Different states have different laws (or no laws) regarding pictures at polling stations, so do you need to be worried about the pictures you take around Election Day? Maybe.
Depending on the state in which you live, your ballot selfie could be illegal. While some states have passed laws explicitly regarding ballot selfies, other states have laws that prohibit photography in and/or around polling places.
The general reasoning for both the support and opposition of a voter's ability to take a ballot selfie is rooted in concepts that have been discussed since voting in America first began, so understanding the current debate about ballot selfies requires some background information.
Freedom of expression is critical in politics, and supporters of ballot selfies often view their self-portraits as a way of exercising their freedom of speech. Additionally, many people believe that posting selfies is a great way to get their peers to go vote, therefore increasing voter participation.

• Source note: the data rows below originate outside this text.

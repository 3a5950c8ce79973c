//! # tei-conllu
//!
//! Converts linguistically annotated TEI XML corpora into CoNLL-U treebanks.
//!
//! ## Module Structure (dependency order)
//!
//! ```text
//! convert   → tree walk, sentence assembly, tokens, text, links
//!   ↓
//! xpos      → optional tag-conversion table
//!   ↓
//! conllu    → output model and serializer
//!   ↓
//! tei       → quick-xml element tree, TEI vocabulary
//!   ↓
//! error     → ConvertError
//! ```

/// Errors: structural, malformed attributes, unresolved references
pub mod error;

/// TEI input: owned element tree and vocabulary
pub mod tei;

/// CoNLL-U output model and serializer
pub mod conllu;

/// Optional xpos tag-conversion table
pub mod xpos;

/// The converter proper
pub mod convert;

pub use conllu::{Metadata, Sentence, Token};
pub use convert::{
    Conversion, ConvertOptions, Converter, JoinDirection, Layout, LinkLayer, SyntaxMode,
    output_path,
};
pub use error::{ConvertError, Result};
pub use xpos::XposTable;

Some state governments agree with this perspective to the point of passing legislation that explicitly legalizes ballot selfies to encourage “voter pride, political speech, and civic engagement through social media." However, not everyone holds this point of view.
Even though free speech can have a positive impact on society, it can also create opportunities for abuse. Opponents of ballot selfies are generally concerned about the possibility of voter intimidation and vote buying.
There were times in U.S. history when sharing your ballot could have serious, negative consequences.
For example, if an employer knew how their employees voted and did not like it, the employer could potentially retaliate against them. The possibility of losing a job or facing retaliation could be enough for voters to choose a particular candidate on a ballot.
Long ago, some candidates even tried to buy people's votes and would offer a payment or reward to people who voted for them. Politicians even went so far as to set up “voting shops" to pay people for their votes. Vote buying is still an issue, and some opponents of ballot selfies worry non-secretive voting could open the door for vote-buying in the U.S. again.
Smartphones are not going away anytime soon, and state and local governments are passing laws that address that state's stance on ballot selfies. For now, it is worth your time to look into your state's ballot selfie laws before you snap a picture of your ballot and share it with your friends or followers.